Canonical Analysis of Poincare' Gauge Theories for Two Dimansional Gravity

TL;DR

This paper performs a canonical analysis of two-dimensional Poincaré gauge theories, demonstrating how to fix extra symmetries to simplify the constraint algebra while preserving gauge and diffeomorphism invariance.

Contribution

It shows that additional local symmetries in 2D Poincaré gauge theories can be fixed without altering equations of motion, simplifying the canonical structure.

Findings

Constraints satisfy the ISO(1,1) algebra after fixing symmetries

The gauge group ISO(1,1) can be consistently used in 2D gravity

Simplification of the canonical structure in Liouville and non-Einsteinian models

Abstract

Following the general method discussed in Refs.[1,2], Liouville gravity and the 2 dimensional model of non-Einstenian gravity ${\cal L} \sim curv^2 + torsion^2 + cosm. const.$ can be formulated as ISO(1,1) gauge theories.

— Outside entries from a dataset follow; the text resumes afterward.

//! Typed wrappers around server manager methods used by the client itself.

pub mod utils;

pub use utils::{PendingRequestStatus, UtilsManager};
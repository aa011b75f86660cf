//! Processing indicator that reports through `tracing`.

use tracing::info;

use crate::ports::outbound::ProcessingIndicator;

/// Text shown while calls are being recovered
pub fn processing_message(remaining: usize) -> String {
    format!(
        "Processing of your request(s) is taking longer than usual, but it's actively \
         processed by the server. Please do not close opened window/tab nor repeat your \
         action. You will be notified once operation completes. Remaining requests: {}",
        remaining
    )
}

/// Default indicator: logs every transition.
#[derive(Debug, Clone, Copy, Default)]
pub struct TracingIndicator;

impl ProcessingIndicator for TracingIndicator {
    fn show(&self, remaining: usize) {
        info!(remaining = remaining, "{}", processing_message(remaining));
    }

    fn update(&self, remaining: usize) {
        info!(remaining = remaining, "Long running requests remaining");
    }

    fn hide(&self) {
        info!("All long running requests completed");
    }
}
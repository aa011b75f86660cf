//! perun-rpc-call: perform one Perun RPC call and print the result.
//!
//! ```text
//! perun-rpc-call --rpc-url https://perun.example.org/krb/rpc/json/ \
//!     --recover --param id=42 usersManager/getUserById
//! ```

use std::path::PathBuf;
use std::process::ExitCode;

use anyhow::{bail, Context};
use clap::Parser;
use serde_json::Value;
use tracing::info;

use perun_rpc_client::{CallOutcome, ClientConfig, ClientFactory, RequestClient};
use perun_rpc_telemetry::{init_tracing, TelemetryConfig};

/// Perform a single Perun RPC call
#[derive(Parser, Debug)]
#[command(name = "perun-rpc-call", version)]
#[command(about = "Call a Perun RPC method and print the JSON result")]
struct Args {
    /// TOML configuration file
    #[arg(short, long)]
    config: Option<PathBuf>,

    /// RPC URL prefix, overrides the config file and PERUN_RPC_URL
    #[arg(long)]
    rpc_url: Option<String>,

    /// Keep waiting by polling when a proxy cuts the call off
    #[arg(long)]
    recover: bool,

    /// Call parameter as key=value; the value is read as JSON if it parses
    #[arg(short, long = "param", value_name = "KEY=VALUE")]
    params: Vec<String>,

    /// Method path, e.g. usersManager/getUserById
    path: String,
}

#[tokio::main]
async fn main() -> anyhow::Result<ExitCode> {
    let args = Args::parse();

    init_tracing(&TelemetryConfig::for_service("perun-rpc-call"))?;

    let config = load_config(&args)?;
    let factory = ClientFactory::from_config(config).context("invalid configuration")?;

    let mut client = if args.recover {
        factory.client_with_recovery()
    } else {
        factory.client()
    };
    for param in &args.params {
        let (name, value) = parse_param(param)?;
        put_param(&mut client, name, value)?;
    }

    let handle = client.dispatch(&args.path);
    let cancel = handle.cancel_handle();

    let outcome = tokio::select! {
        outcome = handle.outcome() => outcome,
        _ = tokio::signal::ctrl_c() => {
            cancel.cancel();
            info!("Interrupted, call abandoned");
            CallOutcome::Abandoned
        }
    };

    match outcome {
        CallOutcome::Finished(value) => {
            let value = value.unwrap_or(Value::Null);
            println!("{}", serde_json::to_string_pretty(&value)?);
            Ok(ExitCode::SUCCESS)
        }
        CallOutcome::Failed(error) => {
            eprintln!("{}", error);
            eprintln!("{}", serde_json::to_string_pretty(&error)?);
            Ok(ExitCode::FAILURE)
        }
        CallOutcome::Abandoned => Ok(ExitCode::from(130)),
    }
}

fn load_config(args: &Args) -> anyhow::Result<ClientConfig> {
    let config = match &args.config {
        Some(path) => ClientConfig::load(path)
            .with_context(|| format!("cannot load {}", path.display()))?,
        None => ClientConfig::default(),
    };

    let mut config = config.apply_env_overrides();
    if let Some(url) = &args.rpc_url {
        config.rpc_url = url.clone();
    }
    Ok(config)
}

/// Split `key=value`, reading the value as JSON when possible
fn parse_param(param: &str) -> anyhow::Result<(&str, Value)> {
    let Some((name, raw)) = param.split_once('=') else {
        bail!("parameter '{}' is not in key=value form", param);
    };
    if name.is_empty() {
        bail!("parameter '{}' has an empty name", param);
    }

    let value = serde_json::from_str(raw).unwrap_or_else(|_| Value::String(raw.to_string()));
    Ok((name, value))
}

fn put_param(client: &mut RequestClient, name: &str, value: Value) -> anyhow::Result<()> {
    match value {
        Value::Bool(flag) => client.put(name, flag)?,
        Value::String(text) => client.put(name, text)?,
        Value::Number(number) if number.is_i64() => {
            client.put(name, number.as_i64().unwrap_or_default())?
        }
        other => client.put_struct(name, &other)?,
    };
    Ok(())
}
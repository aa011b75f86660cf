//! Adapters binding the outbound ports to real infrastructure.

pub mod http;
pub mod indicator;

pub use http::ReqwestTransport;
pub use indicator::TracingIndicator;
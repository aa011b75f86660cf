//! Shared fixtures: a scriptable RPC server and an event recorder.

use axum::extract::State;
use axum::http::{StatusCode, Uri};
use axum::Router;
use parking_lot::Mutex;
use serde_json::Value;
use std::collections::HashMap;
use std::sync::Arc;
use tokio::task::JoinHandle;

use perun_rpc_client::{ErrorEnvelope, JsonEvents};

/// Path prefix the mock server serves the API under
pub const RPC_PREFIX: &str = "/krb/rpc/json/";

/// One request as seen by the server
#[derive(Debug, Clone, PartialEq)]
pub struct RecordedRequest {
    /// Method path below the prefix, still percent-encoded
    pub path: String,
    /// Raw query string
    pub query: Option<String>,
    /// Request body
    pub body: String,
}

impl RecordedRequest {
    /// Value of the `callback` query parameter
    pub fn callback(&self) -> Option<&str> {
        self.query
            .as_deref()?
            .split('&')
            .find_map(|pair| pair.strip_prefix("callback="))
    }

    /// Body parsed as JSON, `Null` when empty or invalid
    pub fn json(&self) -> Value {
        serde_json::from_str(&self.body).unwrap_or(Value::Null)
    }
}

type Handler = Arc<dyn Fn(&RecordedRequest) -> (u16, String) + Send + Sync>;

#[derive(Default)]
struct MockState {
    routes: Mutex<HashMap<String, Handler>>,
    requests: Mutex<Vec<RecordedRequest>>,
}

/// In-process HTTP server answering per method path.
///
/// Unknown paths get a 404.
pub struct MockRpcServer {
    base_url: String,
    state: Arc<MockState>,
    task: JoinHandle<()>,
}

impl MockRpcServer {
    /// Bind to an ephemeral local port and start serving
    pub async fn start() -> Self {
        let state = Arc::new(MockState::default());
        let router = Router::new().fallback(handle).with_state(state.clone());

        let listener = tokio::net::TcpListener::bind("127.0.0.1:0")
            .await
            .expect("bind mock server");
        let addr = listener.local_addr().expect("local address");
        let task = tokio::spawn(async move {
            let _ = axum::serve(listener, router).await;
        });

        Self {
            base_url: format!("http://{}{}", addr, RPC_PREFIX),
            state,
            task,
        }
    }

    /// URL prefix to configure the client with
    pub fn rpc_url(&self) -> &str {
        &self.base_url
    }

    /// Answer requests to `path` with `handler`
    pub fn route<F>(&self, path: &str, handler: F)
    where
        F: Fn(&RecordedRequest) -> (u16, String) + Send + Sync + 'static,
    {
        self.state
            .routes
            .lock()
            .insert(path.to_string(), Arc::new(handler));
    }

    /// Requests received so far
    pub fn requests(&self) -> Vec<RecordedRequest> {
        self.state.requests.lock().clone()
    }

    /// Requests received for `path`
    pub fn requests_to(&self, path: &str) -> Vec<RecordedRequest> {
        self.requests()
            .into_iter()
            .filter(|request| request.path == path)
            .collect()
    }
}

impl Drop for MockRpcServer {
    fn drop(&mut self) {
        self.task.abort();
    }
}

async fn handle(State(state): State<Arc<MockState>>, uri: Uri, body: String) -> (StatusCode, String) {
    let path = uri
        .path()
        .strip_prefix(RPC_PREFIX)
        .unwrap_or(uri.path())
        .to_string();
    let request = RecordedRequest {
        path,
        query: uri.query().map(str::to_string),
        body,
    };
    state.requests.lock().push(request.clone());

    let handler = state.routes.lock().get(&request.path).cloned();
    let (status, body) = match handler {
        Some(handler) => handler(&request),
        None => (404, String::new()),
    };

    let status = StatusCode::from_u16(status).unwrap_or(StatusCode::INTERNAL_SERVER_ERROR);
    (status, body)
}

/// Notification seen by [`RecordingEvents`]
#[derive(Debug, Clone, PartialEq)]
pub enum Notification {
    LoadingStart,
    Finished(Option<Value>),
    Error(ErrorEnvelope),
}

/// Event sink keeping every notification
#[derive(Default)]
pub struct RecordingEvents {
    seen: Mutex<Vec<Notification>>,
}

impl RecordingEvents {
    /// Notifications in arrival order
    pub fn seen(&self) -> Vec<Notification> {
        self.seen.lock().clone()
    }
}

impl JsonEvents for RecordingEvents {
    fn on_loading_start(&self) {
        self.seen.lock().push(Notification::LoadingStart);
    }

    fn on_finished(&self, value: Option<&Value>) {
        self.seen.lock().push(Notification::Finished(value.cloned()));
    }

    fn on_error(&self, error: &ErrorEnvelope) {
        self.seen.lock().push(Notification::Error(error.clone()));
    }
}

In the first order formalism the models present, besides the Poincar\'e gauge symmetry, additional local symmetries. We show that in both models one can fix these additional symmetries preserving the ISO(1,1) gauge symmetry and the diffeomorphism invariance, so that, after a preliminary Dirac procedure, the remaining constraints uniquely satisfy the ISO(1,1) algebra. After the additional symmetry is fixed, the equations of motion are unaltered. One thus remarkably simplifies the canonical structure, especially of the second model. Moreover, one shows that the Poincar\'e group can always be used consistently as a gauge group for gravitational theories in two dimensions.